*** Opening of Records for the task ***

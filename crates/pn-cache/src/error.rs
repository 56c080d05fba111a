use thiserror::Error;

#[derive(Error, Debug)]
pub enum CacheError {
    /// The caller-supplied compute function raised. The cause propagates
    /// unchanged; nothing partial is stored.
    #[error("Cache compute failed: {0}")]
    ComputeFailed(anyhow::Error),

    #[error("Invalid invalidation pattern: {0}")]
    InvalidPattern(#[from] regex::Error),
}

pub type Result<T> = std::result::Result<T, CacheError>;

*** Close of Records for the task ***

# Requirement
Recopy the entries above in their entirety, exactly.

# Answer to the problem
filename crates/pn-cache/src/error.rs
repository 56c080d05fba111a
use thiserror::Error;

#[derive(Error, Debug)]
pub enum CacheError {
    /// The caller-supplied compute function raised. The cause propagates
    /// unchanged; nothing partial is stored.
    #[error("Cache compute failed: {0}")]
    ComputeFailed(anyhow::Error),

    #[error("Invalid invalidation pattern: {0}")]
    InvalidPattern(#[from] regex::Error),
}

pub type Result<T> = std::result::Result<T, CacheError>;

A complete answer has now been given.